Most expeditions seem to rely on Google Maps – which are fairly convenient, easy to use and ofcourse is free. One of the perplexing issues is the proprietary nature of the digital maps and under scientific pretext I wanted to avoid tying down any data collected on my trip onto such platform. This has especially come to light considering the NSA PRISM scandal, although I’m not too pessimistic that I’m worried someone is spying on me.
All the data collected is stored on a (Mysql) database on the website – this includes
- The itinerary route
- Passenger fares requested and completed
- Tracking system data
The Passenger locations are plotted on the map along with the tracking data simultaenously. This will inevitably become very large and will be optimised so that it is simplified.
All registered – completed fares can opt and once completed data will be anonymised under the user’s preference. Data is only accessible to myself and will not be shared except between you and me.
Having data that is open ensures it’s accountable and any discrepencies can be found – although to be honest is not crucial on this project.
A variety of sensor data is collected from my DIY Raspberry Pi Tracking Device. It collects Latitude and Longitude GPS coordinates, temperature and elevation from a BMP085 sensor.
The sensors are polled and its speed can be changed by a standard television remote control. A moving average is performed to smooth the data and this is stored into a CSV file which can be ready by standard spreadsheet software.
If a sensor reading was taken every 10 seconds for 8 hours, that is approximatly 2900 data points. As you can imagine, that will starts to baloon over the course of one year.
GIS – Geographic Information Systems
Simple way of putting it, is plotting data onto a map and using it as a tool to correlate or find patterns between a multi-faceted topic, whether it be population density and relative clossness to coast or river systems. It’s a useful tool and will later help present all the information once completed.
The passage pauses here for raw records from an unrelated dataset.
//! # veilmatch-types
//!
//! Shared types, errors, and configuration for **VeilMatch** operators.
//!
//! This crate is the leaf dependency of the workspace; every other crate
//! depends on it. It defines:
//!
//! - **Identifiers**: [`CommitmentId`], [`PoolId`], [`OperatorId`], [`EpochId`], [`TaskId`]
//! - **Commitment model**: [`OrderCommitment`], [`CommitmentStatus`], [`RevealedPayload`], [`RevealedOrder`], [`OrderSide`]
//! - **Task model**: [`MatchingTask`], [`TaskPhase`]
//! - **Result model**: [`MatchResult`], [`MatchedPair`]
//! - **Quorum model**: [`OperatorVote`], [`Operator`], [`OperatorSnapshot`]
//! - **Settlement model**: [`SettlementRecord`], [`Proof`], [`PublicInputs`], [`LedgerRejection`]
//! - **Configuration**: [`NodeConfig`], [`PoolConfig`], [`QuorumConfig`], [`ProofConfig`], [`SettlementConfig`], [`EpochConfig`]
//! - **Retries**: [`RetryStrategy`]
//! - **Errors**: [`VeilmatchError`] with `VM_ERR_` prefix codes and [`ErrorClass`]
//! - **Constants**: system-wide limits and defaults

pub mod commitment;
pub mod config;
pub mod constants;
pub mod error;
pub mod ids;
pub mod operator;
pub mod order;
pub mod result;
pub mod retry;
pub mod settlement;
pub mod task;
pub mod vote;

// Re-export all primary types at crate root for ergonomic imports:
//   use veilmatch_types::{OrderCommitment, RevealedOrder, MatchingTask, ...};

pub use commitment::*;
pub use config::*;
pub use error::*;
pub use ids::*;
pub use operator::*;
pub use order::*;
pub use result::*;
pub use retry::RetryStrategy;
pub use settlement::*;
pub use task::*;
pub use vote::*;

// Constants are accessed via `veilmatch_types::constants::FOO`
// (not re-exported to avoid name collisions).
impl TallyOutcome {
    #[must_use]
    pub fn is_closed(&self) -> bool {
        !matches!(self, Self::Pending)
    }
}

#[derive(Debug, Clone, Copy)]
struct Member {
    stake: u64,
    public_key: [u8; 32],
}

/// Collects signed votes from the task's committee.
#[derive(Debug)]
pub struct VoteTally {
    task_id: TaskId,
    committee: BTreeMap<OperatorId, Member>,
    assigned_weight: u128,
    threshold_num: u64,
    threshold_den: u64,
    votes: BTreeMap<OperatorId, OperatorVote>,
    weights: HashMap<[u8; 32], u128>,
    cast_weight: u128,
    outcome: TallyOutcome,
}

impl VoteTally {
    /// Tally for `task`'s assigned committee, weighted by `snapshot` stake.
    ///
    /// Committee members missing from the snapshot carry no weight and
    /// cannot vote.
    #[must_use]
    pub fn new(task: &MatchingTask, snapshot: &OperatorSnapshot, quorum: &QuorumConfig) -> Self {
        let committee: BTreeMap<OperatorId, Member> = task
            .assigned_operators
            .iter()
            .filter_map(|id| {
                snapshot.get(id).filter(|o| o.is_eligible()).map(|o| {
                    (
                        *id,
                        Member {
                            stake: o.stake_weight,
                            public_key: o.public_key,
                        },
                    )
                })
            })
            .collect();
        let assigned_weight: u128 = committee.values().map(|m| u128::from(m.stake)).sum();

        let mut tally = Self {
            task_id: task.task_id,
            committee,
            assigned_weight,
            threshold_num: quorum.threshold_num,
            threshold_den: quorum.threshold_den,
            votes: BTreeMap::new(),
            weights: HashMap::new(),
            cast_weight: 0,
            outcome: TallyOutcome::Pending,
        };
        tally.outcome = tally.evaluate();
        tally
    }

    #[must_use]
    pub fn task_id(&self) -> &TaskId {
        &self.task_id
    }

    #[must_use]
    pub fn assigned_weight(&self) -> u128 {
        self.assigned_weight
    }

    #[must_use]
    pub fn cast_weight(&self) -> u128 {
        self.cast_weight
    }

    #[must_use]
    pub fn outcome(&self) -> TallyOutcome {
        self.outcome
    }

    #[must_use]
    pub fn vote_count(&self) -> usize {
        self.votes.len()
    }

    /// Heaviest hash weight so far.
    #[must_use]
    pub fn best_weight(&self) -> u128 {
        self.weights.values().copied().max().unwrap_or(0)
    }

    /// Record a vote and return the (possibly changed) outcome.
    ///
    /// Rejected votes leave the tally untouched.
    pub fn record(&mut self, vote: OperatorVote) -> Result<TallyOutcome> {
        if self.outcome.is_closed() {
            return Err(VeilmatchError::TallyClosed(self.task_id));
        }
        if vote.task_id != self.task_id {
            return Err(VeilmatchError::WrongTask {
                expected: self.task_id,
                actual: vote.task_id,
            });
        }
        let Some(member) = self.committee.get(&vote.operator_id).copied() else {
            return Err(VeilmatchError::NotAssigned {
                operator: vote.operator_id,
                task: self.task_id,
            });
        };
        if self.votes.contains_key(&vote.operator_id) {
            return Err(VeilmatchError::DuplicateVote {
                operator: vote.operator_id,
                task: self.task_id,
            });
        }
        if !verify_vote(&vote, &member.public_key) {
            return Err(VeilmatchError::InvalidVoteSignature(vote.operator_id));
        }

        *self.weights.entry(vote.result_hash).or_default() += u128::from(member.stake);
        self.cast_weight += u128::from(member.stake);
        self.votes.insert(vote.operator_id, vote);

        self.outcome = self.evaluate();
        Ok(self.outcome)
    }

    /// Close the tally at the deadline. A pending tally becomes `Impossible`.
    pub fn expire(&mut self) -> TallyOutcome {
        if !self.outcome.is_closed() {
            self.outcome = TallyOutcome::Impossible {
                best_weight: self.best_weight(),
            };
        }
        self.outcome
    }

    /// `weight * den >= assigned * num`, computed as
    /// `weight >= ceil(assigned * num / den)` so no product can overflow.
    fn meets_threshold(&self, weight: u128) -> bool {
        let num = u128::from(self.threshold_num);
        let den = u128::from(self.threshold_den);
        if den == 0 {
            return false;
        }
        let whole = (self.assigned_weight / den).saturating_mul(num);
        let part = ((self.assigned_weight % den) * num).div_ceil(den);
        weight >= whole.saturating_add(part)
    }

    fn evaluate(&self) -> TallyOutcome {
        if self.assigned_weight == 0 {
            return TallyOutcome::Impossible { best_weight: 0 };
        }

        // heaviest hash, ties broken by the smaller hash
        let best = self
            .weights
            .iter()
            .max_by(|(ha, wa), (hb, wb)| wa.cmp(wb).then_with(|| hb.cmp(ha)))
            .map(|(h, w)| (*h, *w));

        let best_weight = best.map_or(0, |(_, w)| w);
        if let Some((result_hash, weight)) = best.filter(|(_, w)| self.meets_threshold(*w)) {
            return TallyOutcome::Reached { result_hash, weight };
        }

        let outstanding = self.assigned_weight.saturating_sub(self.cast_weight);
        if !self.meets_threshold(best_weight.saturating_add(outstanding)) {
            return TallyOutcome::Impossible { best_weight };
        }
        TallyOutcome::Pending
    }

    /// Votes for `result_hash`, in operator id order.
    #[must_use]
    pub fn signatures_for(&self, result_hash: &[u8; 32]) -> Vec<OperatorVote> {
        self.votes
            .values()
            .filter(|v| &v.result_hash == result_hash)
            .cloned()
            .collect()
    }

    /// Evidence against voters who diverged from the outcome.
    ///
    /// After `Reached`, every vote for a different hash. Otherwise, every
    /// vote against a strict majority (> 1/2) of the cast stake, if one
    /// exists. Empty while pending.
    #[must_use]
    pub fn dissenters(&self) -> Vec<MisbehaviorEvidence> {
        let (reference, kind) = match self.outcome {
            TallyOutcome::Pending => return Vec::new(),
            TallyOutcome::Reached { result_hash, .. } => (
                result_hash,
                EvidenceKind::DivergentFromQuorum {
                    finalized_hash: result_hash,
                },
            ),
            TallyOutcome::Impossible { .. } => {
                let majority = self
                    .weights
                    .iter()
                    .find(|(_, w)| **w > self.cast_weight / 2)
                    .map(|(h, _)| *h);
                match majority {
                    Some(h) => (h, EvidenceKind::DivergentFromMajority { majority_hash: h }),
                    None => return Vec::new(),
                }
            }
        };

        self.votes
            .values()
            .filter(|v| v.result_hash != reference)
            .map(|v| MisbehaviorEvidence {
                task_id: self.task_id,
                operator_id: v.operator_id,
                vote: v.clone(),
                kind: kind.clone(),
            })
            .collect()
    }
}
Open Source GIS: Quantum GIS
Quantum GIS is a free tool for manipulating and visualising geographical data and can be run ony any platform (Windows, Mac OS X and Linux). It also offers many plugins that can be easily downloaded from within the application.
Unfortunatly the interface is fairly complex relative to Google Earth and it took a good length of time to familiarise with the basic functions. It only offers a 2D cartographic map which doesn’t have fluid panning like we are accustomed to with online maps.
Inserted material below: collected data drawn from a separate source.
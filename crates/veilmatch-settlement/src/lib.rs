//! # veilmatch-settlement
//!
//! **Finality Plane**: turns a finalized task into a ledger settlement.
//!
//! ## Architecture
//!
//! The submitter receives a Finalized [`MatchingTask`], its proof and the
//! quorum signatures, and:
//! 1. Refuses anything not Finalized or not matching the finalized hash
//! 2. Blocks a second submission for the same task (idempotency)
//! 3. Submits to the [`Ledger`], refreshing the nonce on retryable rejections
//! 4. Returns a [`SettlementReceipt`] or a `Ledger`-class error
//!
//! [`ConservationCheck`] verifies that a result neither creates nor
//! destroys size relative to its input orders.
//!
//! [`MatchingTask`]: veilmatch_types::MatchingTask
//! [`SettlementReceipt`]: veilmatch_types::SettlementReceipt

pub mod conservation;
pub mod idempotency;
pub mod ledger;
pub mod submitter;

pub use conservation::ConservationCheck;
pub use idempotency::IdempotencyGuard;
pub use ledger::{Ledger, LedgerResponse};
pub use submitter::SettlementSubmitter;
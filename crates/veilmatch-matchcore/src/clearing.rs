//! Clearing price rule.
//!
//! Every crossing clears at the midpoint of the bid and ask limit prices,
//! rounded down to the pool's tick size. If flooring would push the price
//! below the ask, the ask itself is used so neither limit is violated.
//! The midpoint is taken as `ask + (bid - ask) / 2`, which stays inside
//! `[ask, bid]` and cannot overflow for any pair of positive limits.

use rust_decimal::Decimal;

/// Clearing price for a bid crossing an ask (`bid >= ask`).
///
/// A non-positive `tick` disables rounding.
#[must_use]
pub fn compute_clearing_price(bid: Decimal, ask: Decimal, tick: Decimal) -> Decimal {
    debug_assert!(bid >= ask, "clearing requires a crossing: bid {bid} < ask {ask}");
    let mid = ask + (bid - ask) / Decimal::TWO;
    if tick <= Decimal::ZERO {
        return mid.normalize();
    }
    // a tick far below the price can push mid / tick out of range
    match mid.checked_div(tick).and_then(|steps| steps.floor().checked_mul(tick)) {
        Some(floored) => floored.max(ask).normalize(),
        None => mid.normalize(),
    }
}
/// How one task ended for this operator during an epoch.
#[derive(Debug, Clone, PartialEq, Eq)]
pub enum TaskOutcome {
    /// This operator submitted the settlement and the ledger accepted it.
    Settled(SettlementReceipt),
    /// Finalized; another committee member is responsible for settlement.
    AwaitingSettlement(TaskId),
    /// Not on the committee; the ledger will tell how the task ended.
    Observed(TaskId),
    /// Failed; the orders go back to Pending once the deadline has passed.
    Failed { task_id: TaskId, class: ErrorClass },
}

/// What one epoch did on this operator.
#[derive(Debug, Clone, Default, PartialEq, Eq)]
pub struct EpochReport {
    pub epoch: u64,
    pub staged: usize,
    pub rejected: usize,
    /// Leftover tasks from earlier epochs settled or recycled this epoch.
    pub resolved: usize,
    pub tasks: Vec<TaskOutcome>,
}

/// A single VeilMatch operator.
pub struct OperatorNode {
    config: NodeConfig,
    signer: VoteSigner,
    deps: NodeDeps,
    router: Arc<VoteRouter>,
    intake: Mutex<OrderIntake>,
    statuses: Mutex<BTreeMap<CommitmentId, CommitmentStatus>>,
    in_flight: Mutex<BTreeMap<TaskId, InFlightTask>>,
    sealer: TaskSealer,
    boundary: Arc<ProofBoundary>,
    submitter: SettlementSubmitter,
}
Despite the issues with usability, it is a very powerful tool, to overlay many layers of data. This includes any web map service using the Open Layers plugin which can provide map from sources other than google, such as the Open Cycle Maps .
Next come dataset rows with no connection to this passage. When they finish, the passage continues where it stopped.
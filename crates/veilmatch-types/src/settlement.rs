//! Settlement records, proofs, ledger responses and misbehavior evidence.

use std::fmt;

use chrono::{DateTime, Utc};
use serde::{Deserialize, Serialize};

use crate::{EpochId, OperatorId, OperatorVote, PoolId, TaskId};

// ---------------------------------------------------------------------------
// Proof
// ---------------------------------------------------------------------------

/// Opaque proof bytes produced by a proving backend.
#[derive(Debug, Clone, PartialEq, Eq, Serialize, Deserialize)]
pub struct Proof {
    /// Backend that produced the proof (e.g. `attestation-v1`).
    pub scheme: String,
    pub bytes: Vec<u8>,
}

impl Proof {
    #[must_use]
    pub fn len(&self) -> usize {
        self.bytes.len()
    }

    #[must_use]
    pub fn is_empty(&self) -> bool {
        self.bytes.is_empty()
    }
}

/// What a verifier sees. Never contains order contents.
#[derive(Debug, Clone, PartialEq, Eq, Hash, Serialize, Deserialize)]
pub struct PublicInputs {
    pub task_id: TaskId,
    pub pool_id: PoolId,
    pub epoch: EpochId,
    pub result_hash: [u8; 32],
}

impl PublicInputs {
    /// Canonical byte encoding bound into every proof.
    #[must_use]
    pub fn to_bytes(&self) -> Vec<u8> {
        let pool = self.pool_id.as_str().as_bytes();
        let mut buf = Vec::with_capacity(32 + 8 + pool.len() + 8 + 32);
        buf.extend_from_slice(self.task_id.as_bytes());
        buf.extend_from_slice(&(pool.len() as u64).to_le_bytes());
        buf.extend_from_slice(pool);
        buf.extend_from_slice(&self.epoch.0.to_le_bytes());
        buf.extend_from_slice(&self.result_hash);
        buf
    }
}

// ---------------------------------------------------------------------------
// SettlementRecord
// ---------------------------------------------------------------------------

/// Everything the ledger needs to settle a finalized task.
#[derive(Debug, Clone, PartialEq, Eq, Serialize, Deserialize)]
pub struct SettlementRecord {
    pub task_id: TaskId,
    pub pool_id: PoolId,
    pub epoch: EpochId,
    pub result_hash: [u8; 32],
    pub proof: Proof,
    /// Votes for `result_hash` from the quorum.
    pub quorum_signatures: Vec<OperatorVote>,
    /// Submission nonce, refreshed on retryable rejections.
    pub nonce: u64,
    pub created_at: DateTime<Utc>,
}

impl SettlementRecord {
    #[must_use]
    pub fn public_inputs(&self) -> PublicInputs {
        PublicInputs {
            task_id: self.task_id,
            pool_id: self.pool_id.clone(),
            epoch: self.epoch,
            result_hash: self.result_hash,
        }
    }
}

// ---------------------------------------------------------------------------
// Ledger responses
// ---------------------------------------------------------------------------

/// Why the ledger refused a settlement.
#[derive(Debug, Clone, PartialEq, Eq, Hash, Serialize, Deserialize)]
pub enum LedgerRejection {
    /// The ledger has moved past the record's epoch window. Retryable.
    StaleEpoch,
    /// The submission nonce was already consumed. Retryable.
    NonceReused,
    /// The task was already settled on-ledger.
    DoubleSettlement,
    /// The proof did not verify against the public inputs.
    InvalidProof,
    /// Any other refusal.
    Other(String),
}

impl LedgerRejection {
    /// Retryable rejections are resubmitted with a refreshed nonce.
    #[must_use]
    pub fn is_retryable(&self) -> bool {
        matches!(self, Self::StaleEpoch | Self::NonceReused)
    }
}

impl fmt::Display for LedgerRejection {
    fn fmt(&self, f: &mut fmt::Formatter<'_>) -> fmt::Result {
        match self {
            Self::StaleEpoch => write!(f, "STALE_EPOCH"),
            Self::NonceReused => write!(f, "NONCE_REUSED"),
            Self::DoubleSettlement => write!(f, "DOUBLE_SETTLEMENT"),
            Self::InvalidProof => write!(f, "INVALID_PROOF"),
            Self::Other(reason) => write!(f, "OTHER({reason})"),
        }
    }
}

/// Ledger acknowledgement of an accepted settlement.
#[derive(Debug, Clone, PartialEq, Eq, Serialize, Deserialize)]
pub struct SettlementReceipt {
    pub task_id: TaskId,
    pub result_hash: [u8; 32],
    /// Nonce of the accepted submission.
    pub nonce: u64,
    /// Submissions made, including the accepted one.
    pub attempts: u32,
    pub accepted_at: DateTime<Utc>,
}

// ---------------------------------------------------------------------------
// Misbehavior evidence
// ---------------------------------------------------------------------------

/// What an operator did wrong.
#[derive(Debug, Clone, PartialEq, Eq, Serialize, Deserialize)]
pub enum EvidenceKind {
    /// Voted a hash other than the one the quorum finalized.
    DivergentFromQuorum { finalized_hash: [u8; 32] },
    /// Voted against a strict stake majority of a task that still failed.
    DivergentFromMajority { majority_hash: [u8; 32] },
}

/// Evidence handed to the registry's slashing collaborator.
///
/// The signed vote is carried so the evidence can be checked independently.
#[derive(Debug, Clone, PartialEq, Eq, Serialize, Deserialize)]
pub struct MisbehaviorEvidence {
    pub task_id: TaskId,
    pub operator_id: OperatorId,
    pub vote: OperatorVote,
    pub kind: EvidenceKind,
}
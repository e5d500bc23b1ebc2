//! Deterministic stake-weighted committee selection.
//!
//! Every operator computes the same committee from the same task id and
//! registry snapshot. Draw `i` hashes `(task_id, i)`, reduces the first
//! eight bytes modulo the remaining stake, and walks the cumulative stake of
//! the not-yet-selected operators in id order. Selected operators leave the
//! pool, so nobody is drawn twice. Zero-stake operators are never drawn.

use sha2::{Digest, Sha256};
use veilmatch_types::{OperatorId, OperatorSnapshot, TaskId};

fn draw(task_id: &TaskId, counter: u64) -> u64 {
    let mut hasher = Sha256::new();
    hasher.update(b"veilmatch:committee:v1:");
    hasher.update(task_id.as_bytes());
    hasher.update(counter.to_le_bytes());
    let digest = hasher.finalize();
    let mut word = [0u8; 8];
    word.copy_from_slice(&digest[..8]);
    u64::from_le_bytes(word)
}

/// Pick up to `size` operators for `task_id`, in selection order.
///
/// If fewer than `size` operators have stake, all of them are returned
/// (still in draw order).
#[must_use]
pub fn select_committee(task_id: &TaskId, snapshot: &OperatorSnapshot, size: usize) -> Vec<OperatorId> {
    let mut pool: Vec<(OperatorId, u64)> = snapshot
        .eligible()
        .map(|o| (o.id, o.stake_weight))
        .collect();
    let mut remaining: u128 = pool.iter().map(|(_, s)| u128::from(*s)).sum();

    let mut committee = Vec::with_capacity(size.min(pool.len()));
    let mut counter = 0u64;
    while committee.len() < size && !pool.is_empty() {
        let target = u128::from(draw(task_id, counter)) % remaining;
        counter += 1;

        let mut acc = 0u128;
        let idx = pool
            .iter()
            .position(|(_, stake)| {
                acc += u128::from(*stake);
                target < acc
            })
            .unwrap_or(pool.len() - 1);

        let (id, stake) = pool.remove(idx);
        remaining -= u128::from(stake);
        committee.push(id);
    }

    tracing::debug!(
        task = %task_id,
        pool = %snapshot.pool_id,
        committee = committee.len(),
        "Committee selected"
    );
    committee
}
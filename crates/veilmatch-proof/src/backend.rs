//! Proving backend interface.

use async_trait::async_trait;
use veilmatch_types::{MatchResult, Proof, PublicInputs, Result, RevealedOrder};

/// Produces and checks proofs that `result` follows from `orders`.
///
/// `verify` sees only the public inputs. It returns `false` for tampered
/// proofs or mismatched inputs and never panics.
#[async_trait]
pub trait ProvingBackend: Send + Sync {
    /// Identifier carried in [`Proof::scheme`].
    fn scheme(&self) -> &str;

    /// Prove one task's result. A single attempt; retries live in the boundary.
    async fn prove(&self, inputs: &PublicInputs, orders: &[RevealedOrder], result: &MatchResult) -> Result<Proof>;

    fn verify(&self, proof: &Proof, inputs: &PublicInputs) -> bool;
}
Some mapping services do allow you to generate elevation profiles from your route, but the actual presentation of elevationd data is often excluded or is very poor in respect to planning. These services rely on elevation data generated by numerous satelites. All this data is stitched together to form a grayscale image that now comprehensively covers the whole expanse of the world. Each pixel represents the elevation above sea level and the best resolution is currently available at 90 m/px. By 2014 there may even be 12m/px resolution offered in World GEM by Astriam, EADS
The GDEM – Global Digital Elevation Data can be freely downloaded from several locations – these I found most useful:
Since it’s scientific data created by NASA and ESA, it can be freely used, however, the caveat is there are no truly open services available. Google has an API aswell as Mapquest to allow you to find the elevation at any given latitude and longitude but have restrictions – unsuitable for my project.
GPS Vertical Accuracy:
The accuracy of GPS is dependant on signal strength, affected by
- interference in the ionosphere and upper atmospheric conditions
- reflected signals from tall buildings
- number of satelites in view
The resultant accuracy of GPS devices is still very good – the worst case being 7.8m – gps.gov. However the vertical accuracy is significantly worse and the worst case is upto 2-3x worse than the horizontal accuracy – USGS. This I can believe, because Eastrington, UK is approx 5m above sea level – great when the sea level rises, but my GPS was reporting 30m.
This is where GIS data can be used. I’ve conjured up a program that can read the Elevation tile data and calculate the elevation using this satelite data and uses bicubic interpolation. This is used to calibrate the sensor data. A relative altitude change is then added to from the change in elevation read by the pressure sensor on the BMP085 sensor and this should hopefully provide a more accurate reading – inspired by Digi Key – BMP085 Calibration
Using Elevation Data in GIS
As usual I have left things slightly late and I haven’t thoroughly planned my route to avoid mountainous regions.
It can even create an elevation graph using the profile tool plugin. The graph below is for the whole trip in Europe.
The very powerful thing it offers is allowing customisation of how data is visualised.
This tool I won’t be able to use on the trip most likely because it’s quite processor intensive. It will be left home so that my parents can just check the route against my elevation data.